RE: Treating shipped Hosta


Mary, if you let them soak in bleach until they turn white, with the tissue soft and swollen, just put them in a cool shaded area for 1-2 hours and they will come back just fine. 

Once, my mother left some really rare ones in a bucket in the garden overnight - panicked and called to get some chemical engineer's advice. I told her to let them dry out on their own and then plant as usual. She did and from then on she always had a bucket of them lying around. Dan - remember buckets of soaking hosta? 

Also reminds me of one winter when she and I "forgot" to plant a couple of big clumps that we dug late in the year and lost track of - hate to admit it but happens.

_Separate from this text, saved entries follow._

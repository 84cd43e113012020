//! Instruction disassembler for RV32IM.
//!
//! Converts a 32-bit instruction encoding into a human-readable mnemonic
//! string for debug tracing and test diagnostics.
//!
//! # Usage
//!
//! ```
//! use rv32sim_core::isa::disasm::disassemble;
//! assert_eq!(disassemble(0x00A00513), "addi a0, zero, 10");
//! ```

use crate::isa::decode::{imm_b, imm_i, imm_j, imm_s, imm_u, Decoded};
use crate::isa::{funct3, funct7, opcodes};

/// ABI register names for x0-x31.
const REG_NAMES: [&str; 32] = [
    "zero", "ra", "sp", "gp", "tp", "t0", "t1", "t2", "s0", "s1", "a0", "a1", "a2", "a3", "a4",
    "a5", "a6", "a7", "s2", "s3", "s4", "s5", "s6", "s7", "s8", "s9", "s10", "s11", "t3", "t4",
    "t5", "t6",
];

/// Returns the ABI name of an integer register.
fn reg(idx: usize) -> &'static str {
    REG_NAMES[idx & 0x1F]
}

/// Disassembles one instruction word.
///
/// Unrecognized encodings render as `unknown (0x........)`, matching what
/// the decoder turns into a logged no-op.
pub fn disassemble(inst: u32) -> String {
    let d = Decoded::new(inst);
    match d.opcode {
        opcodes::OP_REG => disasm_reg(&d, inst),
        opcodes::OP_IMM => disasm_imm(&d, inst),
        opcodes::OP_LOAD => disasm_load(&d, inst),
        opcodes::OP_STORE => disasm_store(&d, inst),
        opcodes::OP_BRANCH => disasm_branch(&d, inst),
        opcodes::OP_LUI => format!("lui {}, {:#x}", reg(d.rd), (imm_u(inst) as u32) >> 12),
        opcodes::OP_AUIPC => format!("auipc {}, {:#x}", reg(d.rd), (imm_u(inst) as u32) >> 12),
        opcodes::OP_JAL => format!("jal {}, {}", reg(d.rd), imm_j(inst)),
        opcodes::OP_JALR if d.funct3 == 0 => {
            format!("jalr {}, {}({})", reg(d.rd), imm_i(inst), reg(d.rs1))
        }
        _ => format!("unknown ({:#010x})", inst),
    }
}

/// R-type: base integer and M-extension operations.
fn disasm_reg(d: &Decoded, inst: u32) -> String {
    let mnemonic = if d.funct7 == funct7::MULDIV {
        match d.funct3 {
            funct3::MUL => "mul",
            funct3::MULH => "mulh",
            funct3::MULHSU => "mulhsu",
            funct3::MULHU => "mulhu",
            funct3::DIV => "div",
            funct3::DIVU => "divu",
            funct3::REM => "rem",
            funct3::REMU => "remu",
            _ => return format!("unknown ({:#010x})", inst),
        }
    } else {
        let alt = d.funct7 == funct7::ALT;
        if d.funct7 != funct7::BASE && !alt {
            return format!("unknown ({:#010x})", inst);
        }
        match (d.funct3, alt) {
            (funct3::ADD_SUB, false) => "add",
            (funct3::ADD_SUB, true) => "sub",
            (funct3::SLL, false) => "sll",
            (funct3::SLT, false) => "slt",
            (funct3::SLTU, false) => "sltu",
            (funct3::XOR, false) => "xor",
            (funct3::SRL_SRA, false) => "srl",
            (funct3::SRL_SRA, true) => "sra",
            (funct3::OR, false) => "or",
            (funct3::AND, false) => "and",
            _ => return format!("unknown ({:#010x})", inst),
        }
    };
    format!("{} {}, {}, {}", mnemonic, reg(d.rd), reg(d.rs1), reg(d.rs2))
}

/// I-type arithmetic, including the shift-immediate forms.
fn disasm_imm(d: &Decoded, inst: u32) -> String {
    let shamt = d.rs2;
    match d.funct3 {
        funct3::ADD_SUB => format!("addi {}, {}, {}", reg(d.rd), reg(d.rs1), imm_i(inst)),
        funct3::SLT => format!("slti {}, {}, {}", reg(d.rd), reg(d.rs1), imm_i(inst)),
        funct3::SLTU => format!("sltiu {}, {}, {}", reg(d.rd), reg(d.rs1), imm_i(inst)),
        funct3::XOR => format!("xori {}, {}, {}", reg(d.rd), reg(d.rs1), imm_i(inst)),
        funct3::OR => format!("ori {}, {}, {}", reg(d.rd), reg(d.rs1), imm_i(inst)),
        funct3::AND => format!("andi {}, {}, {}", reg(d.rd), reg(d.rs1), imm_i(inst)),
        funct3::SLL if d.funct7 == funct7::BASE => {
            format!("slli {}, {}, {}", reg(d.rd), reg(d.rs1), shamt)
        }
        funct3::SRL_SRA if d.funct7 == funct7::BASE => {
            format!("srli {}, {}, {}", reg(d.rd), reg(d.rs1), shamt)
        }
        funct3::SRL_SRA if d.funct7 == funct7::ALT => {
            format!("srai {}, {}, {}", reg(d.rd), reg(d.rs1), shamt)
        }
        _ => format!("unknown ({:#010x})", inst),
    }
}

/// Loads: mnemonic selected by width and sign.
fn disasm_load(d: &Decoded, inst: u32) -> String {
    let mnemonic = match d.funct3 {
        funct3::LB => "lb",
        funct3::LH => "lh",
        funct3::LW => "lw",
        funct3::LBU => "lbu",
        funct3::LHU => "lhu",
        _ => return format!("unknown ({:#010x})", inst),
    };
    format!("{} {}, {}({})", mnemonic, reg(d.rd), imm_i(inst), reg(d.rs1))
}

/// Stores: mnemonic selected by width.
fn disasm_store(d: &Decoded, inst: u32) -> String {
    let mnemonic = match d.funct3 {
        funct3::SB => "sb",
        funct3::SH => "sh",
        funct3::SW => "sw",
        _ => return format!("unknown ({:#010x})", inst),
    };
    format!("{} {}, {}({})", mnemonic, reg(d.rs2), imm_s(inst), reg(d.rs1))
}

/// Conditional branches with their byte offsets.
fn disasm_branch(d: &Decoded, inst: u32) -> String {
    let mnemonic = match d.funct3 {
        funct3::BEQ => "beq",
        funct3::BNE => "bne",
        funct3::BLT => "blt",
        funct3::BGE => "bge",
        funct3::BLTU => "bltu",
        funct3::BGEU => "bgeu",
        _ => return format!("unknown ({:#010x})", inst),
    };
    format!("{} {}, {}, {}", mnemonic, reg(d.rs1), reg(d.rs2), imm_b(inst))
}
//! Load-use hazard tests.
//!
//! A consumer directly behind a load must stall one cycle and then pick the
//! loaded value off the MEM/WB bypass, never a stale register value.

use crate::common::builder::instruction::*;
use crate::common::TestContext;

#[test]
fn immediate_consumer_sees_loaded_value() {
    let mut ctx = TestContext::new().load_program(&[
        addi(1, 0, 77),
        sw(1, 0, 0),
        lw(2, 0, 0),
        add(3, 2, 2), // consumer directly behind the load
        halt(),
    ]);
    // Poison the target register so a missed stall is visible.
    ctx.set_reg(2, 0xDEAD);
    ctx.run_to_halt();
    assert_eq!(ctx.get_reg(2), 77);
    assert_eq!(ctx.get_reg(3), 154);
    assert!(
        ctx.cpu().stats.stalls_load_use >= 1,
        "the consumer must have stalled"
    );
}

#[test]
fn consumer_two_behind_needs_no_stall() {
    let mut ctx = TestContext::new().load_program(&[
        addi(1, 0, 5),
        sw(1, 0, 8),
        lw(2, 0, 8),
        nop(),
        add(3, 2, 0), // one bubble between load and use
        halt(),
    ]);
    ctx.run_to_halt();
    assert_eq!(ctx.get_reg(3), 5);
    assert_eq!(ctx.cpu().stats.stalls_load_use, 0);
}

#[test]
fn branch_behind_load_stalls_then_resolves() {
    let mut ctx = TestContext::new().load_program(&[
        addi(1, 0, 1),
        sw(1, 0, 4),
        lw(2, 0, 4),
        beq(2, 1, 8), // depends on the load; taken skips the poison write
        addi(3, 0, 99),
        halt(),
    ]);
    ctx.run_to_halt();
    assert_eq!(ctx.get_reg(3), 0);
    assert!(ctx.cpu().stats.stalls_load_use >= 1);
}

#[test]
fn load_into_x0_does_not_stall() {
    let mut ctx = TestContext::new().load_program(&[
        sw(0, 0, 0),
        lw(0, 0, 0),
        add(3, 0, 0),
        halt(),
    ]);
    ctx.run_to_halt();
    assert_eq!(ctx.cpu().stats.stalls_load_use, 0);
}
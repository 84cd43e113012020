//! Control hazard tests: flushes, redirects, and prediction training.

use crate::common::builder::instruction::*;
use crate::common::TestContext;

#[test]
fn taken_branch_squashes_wrong_path() {
    let mut ctx = TestContext::new().load_program(&[
        addi(1, 0, 1),
        beq(0, 0, 8), // always taken, skips the poison write
        addi(1, 0, 99),
        addi(2, 0, 7),
        halt(),
    ]);
    ctx.run_to_halt();
    assert_eq!(ctx.get_reg(1), 1);
    assert_eq!(ctx.get_reg(2), 7);
}

#[test]
fn not_taken_branch_falls_through_without_flush() {
    let mut ctx = TestContext::new().load_program(&[
        addi(1, 0, 5),
        bne(0, 0, 8), // never taken
        addi(2, 0, 3),
        halt(),
    ]);
    ctx.run_to_halt();
    assert_eq!(ctx.get_reg(2), 3);
    assert_eq!(ctx.cpu().stats.branch_mispredictions, 0);
    assert_eq!(ctx.cpu().stats.flushes, 0);
}

#[test]
fn jal_links_and_redirects() {
    let mut ctx = TestContext::new().load_program(&[
        jal(5, 8),      // pc=0: link x5=4, jump to pc=8
        addi(1, 0, 99), // squashed
        addi(2, 0, 1),
        halt(),
    ]);
    ctx.run_to_halt();
    assert_eq!(ctx.get_reg(5), 4);
    assert_eq!(ctx.get_reg(1), 0);
    assert_eq!(ctx.get_reg(2), 1);
}

#[test]
fn jalr_clears_bit_zero_of_the_target() {
    let mut ctx = TestContext::new().load_program(&[
        addi(5, 0, 13),  // target 13 -> bit 0 cleared -> 12
        jalr(6, 5, 0),   // pc=4: link x6=8
        addi(1, 0, 99),  // squashed
        addi(2, 0, 1),   // pc=12: landing point
        halt(),
    ]);
    ctx.run_to_halt();
    assert_eq!(ctx.get_reg(6), 8);
    assert_eq!(ctx.get_reg(1), 0);
    assert_eq!(ctx.get_reg(2), 1);
}

#[test]
fn mispredict_redirects_to_the_correct_pc() {
    // First encounter of a taken backward branch: predicted not-taken,
    // resolved taken, so the front end must be steered to the target.
    let mut ctx = TestContext::new().load_program(&[
        addi(1, 0, 0),
        addi(2, 0, 2),
        // loop body at pc=8
        addi(1, 1, 1),
        blt(1, 2, -4), // backward to pc=8 while x1 < 2
        halt(),
    ]);
    ctx.run_to_halt();
    assert_eq!(ctx.get_reg(1), 2);
    // Taken-but-unpredicted once, then the exit iteration mispredicts again.
    assert_eq!(ctx.cpu().stats.branch_mispredictions, 2);
}

#[test]
fn trained_branch_stops_mispredicting() {
    // A 1000-iteration loop: one cold miss entering the loop and one final
    // miss on exit; everything in between rides the trained predictor.
    let mut ctx = TestContext::new().load_program(&[
        addi(5, 0, 0),
        addi(6, 0, 1000),
        // loop body at pc=8
        addi(5, 5, 1),
        blt(5, 6, -4),
        halt(),
    ]);
    ctx.run_to_halt();
    assert_eq!(ctx.get_reg(5), 1000);
    assert_eq!(ctx.cpu().stats.branch_mispredictions, 2);
    assert_eq!(
        ctx.cpu().stats.branch_predictions,
        998,
        "iterations between the cold miss and the exit ride the BTB"
    );
}
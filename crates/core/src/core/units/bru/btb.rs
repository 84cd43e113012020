//! Branch Target Buffer (BTB).
//!
//! A direct-mapped table of resolved branch targets, indexed by the low PC
//! bits above the word offset. Entries carry no tag: an aliased PC that
//! indexes a valid entry simply inherits its prediction and is corrected at
//! resolution, the same way a cold entry would be.

/// An entry in the Branch Target Buffer.
#[derive(Clone, Copy, Default)]
struct BtbEntry {
    /// The predicted target address.
    target: u32,
    /// Indicates if this entry has been written by a resolved branch.
    valid: bool,
}

/// Branch Target Buffer structure.
pub struct Btb {
    table: Vec<BtbEntry>,
    size: usize,
}

impl Btb {
    /// Creates a BTB with `size` entries. `size` must be a power of 2.
    pub fn new(size: usize) -> Self {
        Self {
            table: vec![BtbEntry::default(); size],
            size,
        }
    }

    /// Calculates the table index for a program counter: `pc[2..]` masked to
    /// the table size (64 entries → `pc[7:2]`).
    fn index(&self, pc: u32) -> usize {
        ((pc >> 2) as usize) & (self.size - 1)
    }

    /// True when the indexed entry has been written.
    pub fn is_valid(&self, pc: u32) -> bool {
        self.table[self.index(pc)].valid
    }

    /// Looks up the stored target for `pc`, if the entry is valid.
    pub fn lookup(&self, pc: u32) -> Option<u32> {
        let e = self.table[self.index(pc)];
        if e.valid { Some(e.target) } else { None }
    }

    /// Writes the resolved target for `pc`.
    pub fn update(&mut self, pc: u32, target: u32) {
        let idx = self.index(pc);
        self.table[idx] = BtbEntry {
            target,
            valid: true,
        };
    }
}
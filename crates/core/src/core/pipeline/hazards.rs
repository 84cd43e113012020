//! Data hazard detection and operand forwarding.
//!
//! This module keeps the pipeline consistent across data dependencies:
//! 1. **Hazard Detection:** load-use hazards that require a one-cycle stall.
//! 2. **Operand Forwarding:** RAW hazards resolved by bypassing the register
//!    file from the EX/MEM and MEM/WB latches.
//!
//! Every function here is pure over latch snapshots; the cycle driver applies
//! the resulting stall/flush decisions.

use crate::core::pipeline::latches::{ExMemEntry, IdExEntry, MemWbEntry};

/// Checks whether the instruction in ID/EX must wait for a load in EX/MEM.
///
/// A load's data exists only after its memory cycle, so a consumer entering
/// Execute one cycle behind it cannot be served by forwarding yet. The stall
/// holds the consumer for one cycle, after which the load has reached MEM/WB
/// and the normal forwarding path applies.
pub fn need_stall_load_use(ex_mem: &ExMemEntry, id_ex: &IdExEntry) -> bool {
    if !ex_mem.valid || !ex_mem.ctrl.mem_read || ex_mem.rd == 0 {
        return false;
    }
    if !id_ex.valid {
        return false;
    }
    (id_ex.ctrl.uses_rs1 && id_ex.rs1 == ex_mem.rd)
        || (id_ex.ctrl.uses_rs2 && id_ex.rs2 == ex_mem.rd)
}

/// The value an instruction in MEM/WB is about to write back.
pub fn writeback_value(entry: &MemWbEntry) -> u32 {
    if entry.ctrl.mem_to_reg {
        entry.mem_data
    } else {
        entry.alu
    }
}

/// Selects the freshest value for one source operand.
///
/// Priority: EX/MEM result (youngest), then MEM/WB writeback value, then the
/// value read from the register file at decode. Register x0 never forwards.
/// A load in EX/MEM has no result to forward; the load-use stall guarantees
/// that case never reaches Execute.
pub fn forward_operand(
    reg: usize,
    reg_val: u32,
    ex_mem: &ExMemEntry,
    mem_wb: &MemWbEntry,
) -> u32 {
    if reg == 0 {
        return 0;
    }
    if ex_mem.valid && ex_mem.ctrl.reg_write && !ex_mem.ctrl.mem_read && ex_mem.rd == reg {
        return ex_mem.alu;
    }
    if mem_wb.valid && mem_wb.ctrl.reg_write && mem_wb.rd == reg {
        return writeback_value(mem_wb);
    }
    reg_val
}
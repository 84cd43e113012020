//! Pipeline latch structures for inter-stage communication.
//!
//! This module defines the entries carried between the five pipeline stages:
//! Fetch → Decode → Execute → Memory → Writeback.
//!
//! Every latch has a `valid` flag; an invalid entry is a bubble and every
//! downstream stage treats it as a no-op. All latches reset to the invalid
//! default and are committed together at the end of each simulated cycle.

use crate::core::pipeline::signals::ControlSignals;

/// Branch-predictor metadata attached to a fetched instruction.
#[derive(Clone, Copy, Default, Debug, PartialEq, Eq)]
pub struct PredictionInfo {
    /// The BTB held a valid entry for this PC.
    pub btb_hit: bool,
    /// The direction counter predicted taken.
    pub taken: bool,
    /// The PC fetch moved to after this instruction.
    pub predicted_pc: u32,
}

/// Resolved branch outcome produced by the Execute stage.
#[derive(Clone, Copy, Default, Debug, PartialEq, Eq)]
pub struct PredictionResult {
    /// The prediction disagreed with the resolved outcome.
    pub mispredict: bool,
    /// The PC the program must continue at.
    pub correct_pc: u32,
    /// The branch actually redirected control flow.
    pub taken: bool,
    /// The resolved target address.
    pub target: u32,
    /// PC of the resolving branch; the predictor derives its table index
    /// from it.
    pub branch_pc: u32,
}

/// Entry in the IF/ID pipeline latch (Fetch to Decode).
#[derive(Clone, Copy, Default, Debug)]
pub struct IfIdEntry {
    /// Entry holds a live instruction.
    pub valid: bool,
    /// Program counter of the instruction.
    pub pc: u32,
    /// Raw 32-bit instruction encoding.
    pub inst: u32,
    /// Prediction made while fetching this instruction.
    pub pred: PredictionInfo,
}

/// Entry in the ID/EX pipeline latch (Decode to Execute).
#[derive(Clone, Copy, Default, Debug)]
pub struct IdExEntry {
    /// Entry holds a live instruction.
    pub valid: bool,
    /// Program counter of the instruction.
    pub pc: u32,
    /// Raw 32-bit instruction encoding (kept for trace output).
    pub inst: u32,
    /// Control signals for downstream stages.
    pub ctrl: ControlSignals,
    /// First source register index.
    pub rs1: usize,
    /// Second source register index.
    pub rs2: usize,
    /// Destination register index.
    pub rd: usize,
    /// Value read from rs1 at decode time.
    pub rv1: u32,
    /// Value read from rs2 at decode time.
    pub rv2: u32,
    /// Sign-extended immediate.
    pub imm: i32,
    /// Prediction carried from fetch, verified in Execute.
    pub pred: PredictionInfo,
}

/// Entry in the EX/MEM pipeline latch (Execute to Memory).
#[derive(Clone, Copy, Default, Debug)]
pub struct ExMemEntry {
    /// Entry holds a live instruction.
    pub valid: bool,
    /// Program counter of the instruction.
    pub pc: u32,
    /// Control signals for downstream stages.
    pub ctrl: ControlSignals,
    /// Destination register index.
    pub rd: usize,
    /// ALU result, or the memory address for loads and stores.
    pub alu: u32,
    /// Value to store (forwarded rs2).
    pub store_data: u32,
    /// Resolved branch outcome, for diagnostics and tests.
    pub pred_result: PredictionResult,
}

/// Entry in the MEM/WB pipeline latch (Memory to Writeback).
///
/// `mem_data` is the synchronous-read output of the data SRAM: the address
/// was presented one cycle earlier by the memory stage.
#[derive(Clone, Copy, Default, Debug)]
pub struct MemWbEntry {
    /// Entry holds a live instruction.
    pub valid: bool,
    /// Program counter of the instruction.
    pub pc: u32,
    /// Control signals for the writeback stage.
    pub ctrl: ControlSignals,
    /// Destination register index.
    pub rd: usize,
    /// ALU result for non-load instructions.
    pub alu: u32,
    /// Data produced by the memory read port.
    pub mem_data: u32,
}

In the spring we "found" them, divided, soaked in bleach and very little loss. In Holland they store their harvested hosta clumps in large mounds, until they need to divide them for sale or spring planting. Of course the temp rarely goes below 40 F, so they are ok sitting above ground. Also no drying winter winds.

The "too much water" issue. In the heat of the summer we tend to water our hosta to promote vitality, as they are water lovers. If the soil conditions are such that the roots are in very high moisture for a period of time, with almost wet feet and the plant cannot move, a baby division, tissue culture or small division of sieb/tok type plant, they will literally drown the roots due to lack of air transport to the roots. Some fortunei and other plantaginea types will start to climb out of that root zone to survive, similar to a tree or bulb lily moving the crown to the best soil depth. 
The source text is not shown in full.